La actitud extrema (e incluso ridícula si no fuera por la gravedad del asunto) de este grupo me hace preguntarme si no escondemos todos un pequeño o gran negacionista en nuestro interior. Hay muchas realidades de la vida que, por diversos motivos, o bien no queremos o bien no podemos aceptar. Las negamos de mil y una maneras, incluso con teorías que, si nos repetimos a nosotros mismos, de complejas que son acaban por resultarnos, cuanto menos, risibles. Al hablar del coronavirus no es lo mismo hablar con alguien que haya vivido el confinamiento en lugares donde la situación hospitalaria ha sido límite, que conversar con personas de lugares en los que el número de casos ha sido poco significativo.

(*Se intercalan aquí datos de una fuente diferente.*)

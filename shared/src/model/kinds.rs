//! Closed enums carried by layers.
//!
//! Each enum travels on the wire as its short snake_case name. Decoding an
//! unknown name falls back to the variant marked `#[default]`.

use serde::{Deserialize, Serialize};

/// How particles of a behavior layer move in the preview.
#[derive(Debug, Clone, Copy, PartialEq, Eq, Hash, Default, Serialize, Deserialize)]
#[serde(rename_all = "snake_case")]
pub enum MovementKind {
    #[default]
    Default,
    FloatUp,
    DriftUp,
    Burst,
    Swirl,
    FallDown,
    Orbit,
    Flicker,
}

impl MovementKind {
    pub const ALL: [MovementKind; 8] = [
        MovementKind::Default,
        MovementKind::FloatUp,
        MovementKind::DriftUp,
        MovementKind::Burst,
        MovementKind::Swirl,
        MovementKind::FallDown,
        MovementKind::Orbit,
        MovementKind::Flicker,
    ];

    pub fn as_str(self) -> &'static str {
        match self {
            MovementKind::Default => "default",
            MovementKind::FloatUp => "float_up",
            MovementKind::DriftUp => "drift_up",
            MovementKind::Burst => "burst",
            MovementKind::Swirl => "swirl",
            MovementKind::FallDown => "fall_down",
            MovementKind::Orbit => "orbit",
            MovementKind::Flicker => "flicker",
        }
    }

    pub fn from_name(name: &str) -> Option<Self> {
        Self::ALL.into_iter().find(|k| k.as_str() == name)
    }
}

/// Plane a placement pattern is laid out in.
#[derive(Debug, Clone, Copy, PartialEq, Eq, Hash, Default, Serialize, Deserialize)]
#[serde(rename_all = "snake_case")]
pub enum RotationMode {
    #[default]
    Horizontal,
    VerticalX,
    VerticalZ,
}

impl RotationMode {
    pub const ALL: [RotationMode; 3] = [
        RotationMode::Horizontal,
        RotationMode::VerticalX,
        RotationMode::VerticalZ,
    ];

    pub fn as_str(self) -> &'static str {
        match self {
            RotationMode::Horizontal => "horizontal",
            RotationMode::VerticalX => "vertical_x",
            RotationMode::VerticalZ => "vertical_z",
        }
    }

    pub fn from_name(name: &str) -> Option<Self> {
        Self::ALL.into_iter().find(|k| k.as_str() == name)
    }
}

/// Easing applied to placement motion over a particle's lifetime.
#[derive(Debug, Clone, Copy, PartialEq, Eq, Hash, Default, Serialize, Deserialize)]
#[serde(rename_all = "snake_case")]
pub enum MotionCurve {
    #[default]
    Linear,
    EaseIn,
    EaseOut,
    EaseInOut,
}

impl MotionCurve {
    pub const ALL: [MotionCurve; 4] = [
        MotionCurve::Linear,
        MotionCurve::EaseIn,
        MotionCurve::EaseOut,
        MotionCurve::EaseInOut,
    ];

    pub fn as_str(self) -> &'static str {
        match self {
            MotionCurve::Linear => "linear",
            MotionCurve::EaseIn => "ease_in",
            MotionCurve::EaseOut => "ease_out",
            MotionCurve::EaseInOut => "ease_in_out",
        }
    }

    pub fn from_name(name: &str) -> Option<Self> {
        Self::ALL.into_iter().find(|k| k.as_str() == name)
    }

    /// Evaluate the curve at `t` in `[0, 1]`.
    pub fn apply(self, t: f32) -> f32 {
        let t = t.clamp(0.0, 1.0);
        match self {
            MotionCurve::Linear => t,
            MotionCurve::EaseIn => t * t,
            MotionCurve::EaseOut => 1.0 - (1.0 - t) * (1.0 - t),
            MotionCurve::EaseInOut => {
                if t < 0.5 {
                    2.0 * t * t
                } else {
                    1.0 - (-2.0 * t + 2.0).powi(2) / 2.0
                }
            }
        }
    }
}

/// Rarity tier of a published catalog entry.
#[derive(Debug, Clone, Copy, PartialEq, Eq, Hash, PartialOrd, Ord, Default, Serialize, Deserialize)]
#[serde(rename_all = "snake_case")]
pub enum Rarity {
    #[default]
    Common,
    Uncommon,
    Rare,
    Epic,
    Legendary,
}

impl Rarity {
    pub const ALL: [Rarity; 5] = [
        Rarity::Common,
        Rarity::Uncommon,
        Rarity::Rare,
        Rarity::Epic,
        Rarity::Legendary,
    ];

    pub fn as_str(self) -> &'static str {
        match self {
            Rarity::Common => "common",
            Rarity::Uncommon => "uncommon",
            Rarity::Rare => "rare",
            Rarity::Epic => "epic",
            Rarity::Legendary => "legendary",
        }
    }

    pub fn from_name(name: &str) -> Option<Self> {
        Self::ALL.into_iter().find(|k| k.as_str() == name)
    }
}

No hablan ni actúan de la misma manera quienes han sufrido la enfermedad y la muerte de cerca que quienes no ponen nombres propios a las tan discutidas cifras de contagiados y fallecidos. ¿No nos pasa lo mismo con otras muchas situaciones?

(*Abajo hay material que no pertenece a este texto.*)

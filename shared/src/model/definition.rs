//! Effect definitions: paired behavior/placement layers plus metadata.

use serde::{Deserialize, Serialize};

use super::behavior::BehaviorLayer;
use super::placement::PlacementLayer;
use crate::ids::EffectId;

/// Maximum number of logical layers in one definition.
pub const MAX_LAYERS: usize = 16;

/// Free-form text attached to a definition.
#[derive(Debug, Clone, Default, PartialEq, Eq, Serialize, Deserialize)]
pub struct DefinitionMetadata {
    #[serde(default, skip_serializing_if = "Option::is_none")]
    pub description: Option<String>,
    #[serde(default, skip_serializing_if = "Option::is_none")]
    pub style_hint: Option<String>,
    #[serde(default, skip_serializing_if = "Option::is_none")]
    pub display_name: Option<String>,
    #[serde(default, skip_serializing_if = "Option::is_none")]
    pub notes: Option<String>,
}

/// One effect: layer `i` of `behavior_layers` and layer `i` of
/// `placement_layers` describe the same logical layer.
///
/// Definitions are values. Every `with_*` method returns a new definition;
/// the id is fixed at creation.
#[derive(Debug, Clone, PartialEq, Serialize, Deserialize)]
pub struct EffectDefinition {
    id: EffectId,
    #[serde(rename = "behavior", default)]
    behavior_layers: Vec<BehaviorLayer>,
    #[serde(rename = "placement", default)]
    placement_layers: Vec<PlacementLayer>,
    #[serde(flatten)]
    metadata: DefinitionMetadata,
}

impl EffectDefinition {
    /// Empty definition with no layers.
    pub fn new(id: EffectId) -> Self {
        Self {
            id,
            behavior_layers: Vec::new(),
            placement_layers: Vec::new(),
            metadata: DefinitionMetadata::default(),
        }
    }

    /// Assemble a definition as-is. Lists are not repaired.
    pub fn from_parts(
        id: EffectId,
        behavior_layers: Vec<BehaviorLayer>,
        placement_layers: Vec<PlacementLayer>,
        metadata: DefinitionMetadata,
    ) -> Self {
        Self {
            id,
            behavior_layers,
            placement_layers,
            metadata,
        }
    }

    pub fn id(&self) -> &EffectId {
        &self.id
    }

    pub fn behavior_layers(&self) -> &[BehaviorLayer] {
        &self.behavior_layers
    }

    pub fn placement_layers(&self) -> &[PlacementLayer] {
        &self.placement_layers
    }

    pub fn metadata(&self) -> &DefinitionMetadata {
        &self.metadata
    }

    pub fn display_name(&self) -> Option<&str> {
        self.metadata.display_name.as_deref()
    }

    /// Whether both layer lists have the same length.
    pub fn is_paired(&self) -> bool {
        self.behavior_layers.len() == self.placement_layers.len()
    }

    /// Number of logical layers (the longer of the two lists).
    pub fn layer_count(&self) -> usize {
        self.behavior_layers.len().max(self.placement_layers.len())
    }

    /// Restore the pairing invariant.
    ///
    /// Lists longer than [`MAX_LAYERS`] lose their tail, then the shorter
    /// list is padded with canonical default layers. Idempotent.
    pub fn repair(mut self) -> Self {
        self.behavior_layers.truncate(MAX_LAYERS);
        self.placement_layers.truncate(MAX_LAYERS);

        let target = self.layer_count();
        self.behavior_layers.resize_with(target, BehaviorLayer::default);
        self.placement_layers.resize_with(target, PlacementLayer::default);
        self
    }

    pub fn with_behavior_layers(mut self, layers: Vec<BehaviorLayer>) -> Self {
        self.behavior_layers = layers;
        self
    }

    pub fn with_placement_layers(mut self, layers: Vec<PlacementLayer>) -> Self {
        self.placement_layers = layers;
        self
    }

    pub fn with_metadata(mut self, metadata: DefinitionMetadata) -> Self {
        self.metadata = metadata;
        self
    }

    /// Append one logical layer to both lists.
    pub fn with_layer(mut self, behavior: BehaviorLayer, placement: PlacementLayer) -> Self {
        self.behavior_layers.push(behavior);
        self.placement_layers.push(placement);
        self
    }

    /// Remove logical layer `index` from both lists, if present.
    pub fn without_layer(mut self, index: usize) -> Self {
        if index < self.behavior_layers.len() {
            self.behavior_layers.remove(index);
        }
        if index < self.placement_layers.len() {
            self.placement_layers.remove(index);
        }
        self
    }

    /// Take ownership of the layer lists.
    pub fn into_layers(self) -> (Vec<BehaviorLayer>, Vec<PlacementLayer>) {
        (self.behavior_layers, self.placement_layers)
    }
}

Negamos muchas realidades que o bien no comprendemos del todo o bien sentimos como amenaza a nuestra estabilidad. Realidades que quiebran nuestras convicciones o modos más o menos acomodados (material y existencialmente) de vivir. Negamos las consecuencias de la desigualdad social cuando nos justificamos diciendo que son las instituciones o las organizaciones caritativas quienes han de dar solución al problema de la pobreza extrema. Negamos la realidad vivida por quienes se lanzan al mar en busca de un futuro mejor, en caso contrario nos sería imposible sumergirnos en ese mismo mar buscando un poco de descanso. Incluso en el ámbito de las creencias religiosas el ateo a veces ridiculiza la fe del creyente negando todo atisbo de trascendencia en el ser humano. No son menos los creyentes que se pueden compadecer del ateo negando la dificultad y oscuridad de la fe para muchos…

Me atrevo a decir que el negacionismo es, en el fondo, una falta flagrante de empatía. Quizá el caos social y político que vivimos no se solucionará mientras el negacionista que todos llevamos dentro no deje paso al silencio y a la escucha de la realidad del otro, a veces más sencilla que las teorías que nos montamos para no salir de nuestras comodidades.